Check every line of the data for the word "write", and copy those that have it.

[Opening MATERIAL FOR THIS TASK section]

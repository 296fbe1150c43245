//! Error types for MC protocol communication.
//!
//! This module defines the [`McError`] enum and the [`Result`] type alias
//! used throughout the library for error handling.
//!
//! # Error Categories
//!
//! Errors are categorized into several types:
//!
//! - **Device Errors** - Non-zero end codes returned by the PLC
//! - **Communication Errors** - Timeouts and I/O errors
//! - **Session Errors** - Operations in the wrong connection state
//! - **Encoding Errors** - Values or frames the codec cannot produce
//! - **Protocol Errors** - Malformed or mismatched responses
//!
//! # Example
//!
//! ```no_run
//! use melsec_mc::{McClient, ClientConfig, DeviceCode, SendItem, McError};
//!
//! let mut client = McClient::with_config(ClientConfig::new("192.168.10.100", 6000));
//! client.connect()?;
//!
//! match client.read(&SendItem::read(DeviceCode::D, 100, 10)) {
//!     Ok(item) => println!("Data: {:?}", item.to_u16s()),
//!     Err(McError::Timeout) => println!("Communication timeout"),
//!     Err(McError::DeviceError { end_code, .. }) => {
//!         println!("PLC rejected the request: end code 0x{:04X}", end_code);
//!     }
//!     Err(e) => println!("Error: {}", e),
//! }
//! # Ok::<(), McError>(())
//! ```

use std::io;
use thiserror::Error;

/// Returns a human-readable description for MC protocol end codes.
///
/// This function maps the two-byte completion code returned in a 3E response
/// to its description according to the MELSEC communication documentation.
/// Codes not in the table are reported as unknown.
///
/// # Example
///
/// ```
/// use melsec_mc::mc_end_code_description;
///
/// let desc = mc_end_code_description(0xC059);
/// assert_eq!(desc, "Command or subcommand is not recognized by the target module");
/// ```
pub fn mc_end_code_description(end_code: u16) -> &'static str {
    match end_code {
        0x0000 => "Normal completion",

        // Request content errors (0xC0xx)
        0xC050 => "ASCII data received cannot be converted to binary",
        0xC051 => "Number of bit device points is out of the allowed range",
        0xC052 => "Number of word device points is out of the allowed range",
        0xC053 => "Number of random-access bit points is out of the allowed range",
        0xC054 => "Number of random-access word points is out of the allowed range",
        0xC056 => "Read or write request exceeds the maximum address",
        0xC058 => "Request data length does not match the character area",
        0xC059 => "Command or subcommand is not recognized by the target module",
        0xC05B => "The CPU module cannot access the specified device",
        0xC05C => "Request content error (bit request issued against a word device)",
        0xC05D => "Monitor registration has not been performed",
        0xC05F => "The request cannot be executed for the target CPU module",
        0xC060 => "Request content error (incorrect device specification)",
        0xC061 => "Request data length does not match the number of points",

        // Target module / network errors
        0xC070 => "The device memory extension cannot be specified for the target station",
        0xC0B5 => "The CPU module cannot handle the data specified",
        0xC200 => "Remote password error",
        0xC201 => "The communication path is locked by the remote password",

        _ => "Unknown end code",
    }
}

/// Result type alias for MC protocol operations.
pub type Result<T> = std::result::Result<T, McError>;

/// Errors that can occur during MC protocol communication.
#[derive(Debug, Error)]
pub enum McError {
    /// Connect was called while the session is already open.
    #[error("session is already open")]
    AlreadyOpen,

    /// Connect was given an unparseable IPv4 dotted-quad address.
    #[error("invalid PLC IPv4 address \"{addr}\"")]
    InvalidIp {
        /// The address string that failed to parse.
        addr: String,
    },

    /// A read or write operation was attempted while disconnected.
    #[error("session is not open")]
    NotOpen,

    /// A read was given a write item, or a write was given a read item.
    #[error("wrong message kind: {reason}")]
    WrongMessageFormat {
        /// Description of the mismatch.
        reason: String,
    },

    /// A value could not be encoded into the PLC data format.
    #[error("value cannot be encoded for the PLC: {reason}")]
    InvalidDataFormat {
        /// Description of the encoding failure.
        reason: String,
    },

    /// A random-access frame would carry more points than the protocol allows.
    #[error("message size overflow: {count} {kind} points exceed the limit of 255")]
    MessageSizeOverflow {
        /// Point kind that overflowed (`"bit"`, `"word"` or `"dword"`).
        kind: &'static str,
        /// Number of points that were requested.
        count: usize,
    },

    /// The response header does not match the expected 3E prefix.
    #[error("response header mismatch: {reason}")]
    ProtocolMismatch {
        /// Description of the mismatching region.
        reason: String,
    },

    /// The response length field disagrees with the received buffer or the
    /// expected payload size.
    #[error("response length mismatch: length field says {declared}, expected {expected}")]
    LengthMismatch {
        /// Value carried in the response length field.
        declared: usize,
        /// Length the parser expected.
        expected: usize,
    },

    /// The PLC completed the request with a non-zero end code.
    #[error("device error (end code 0x{end_code:04X}): {}", mc_end_code_description(*.end_code))]
    DeviceError {
        /// The two-byte completion code from the response.
        end_code: u16,
        /// Any bytes that followed the end code in the response.
        trailing: Vec<u8>,
    },

    /// No response arrived within the configured timeout.
    #[error("communication timeout")]
    Timeout,

    /// I/O error on the underlying socket.
    #[error("I/O error: {0}")]
    Io(#[from] io::Error),
}

impl McError {
    /// Creates a new `InvalidIp` error.
    pub fn invalid_ip(addr: impl Into<String>) -> Self {
        Self::InvalidIp { addr: addr.into() }
    }

    /// Creates a new `WrongMessageFormat` error.
    ///
    /// # Example
    ///
    /// ```
    /// use melsec_mc::McError;
    ///
    /// let err = McError::wrong_message_format("read() requires a read item");
    /// ```
    pub fn wrong_message_format(reason: impl Into<String>) -> Self {
        Self::WrongMessageFormat {
            reason: reason.into(),
        }
    }

    /// Creates a new `InvalidDataFormat` error.
    ///
    /// # Example
    ///
    /// ```
    /// use melsec_mc::McError;
    ///
    /// let err = McError::invalid_data_format("char value is not ASCII");
    /// ```
    pub fn invalid_data_format(reason: impl Into<String>) -> Self {
        Self::InvalidDataFormat {
            reason: reason.into(),
        }
    }

    /// Creates a new `MessageSizeOverflow` error.
    pub fn size_overflow(kind: &'static str, count: usize) -> Self {
        Self::MessageSizeOverflow { kind, count }
    }

    /// Creates a new `ProtocolMismatch` error.
    pub fn protocol_mismatch(reason: impl Into<String>) -> Self {
        Self::ProtocolMismatch {
            reason: reason.into(),
        }
    }

    /// Creates a new `LengthMismatch` error.
    pub fn length_mismatch(declared: usize, expected: usize) -> Self {
        Self::LengthMismatch { declared, expected }
    }

    /// Creates a new `DeviceError` from an end code and trailing bytes.
    ///
    /// # Example
    ///
    /// ```
    /// use melsec_mc::McError;
    ///
    /// let err = McError::device_error(0xC059, Vec::new());
    /// ```
    pub fn device_error(end_code: u16, trailing: Vec<u8>) -> Self {
        Self::DeviceError { end_code, trailing }
    }

    /// Returns the end-code description if this is a `DeviceError`.
    ///
    /// # Example
    ///
    /// ```
    /// use melsec_mc::McError;
    ///
    /// let err = McError::device_error(0xC056, Vec::new());
    /// assert_eq!(
    ///     err.description(),
    ///     Some("Read or write request exceeds the maximum address")
    /// );
    ///
    /// let timeout = McError::Timeout;
    /// assert_eq!(timeout.description(), None);
    /// ```
    pub fn description(&self) -> Option<&'static str> {
        match self {
            Self::DeviceError { end_code, .. } => Some(mc_end_code_description(*end_code)),
            _ => None,
        }
    }
}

[Closing MATERIAL FOR THIS TASK section]

**RESPONSE**
        0xC056 => "Read or write request exceeds the maximum address",
    /// A read or write operation was attempted while disconnected.
    /// A read was given a write item, or a write was given a read item.
    ///     Some("Read or write request exceeds the maximum address")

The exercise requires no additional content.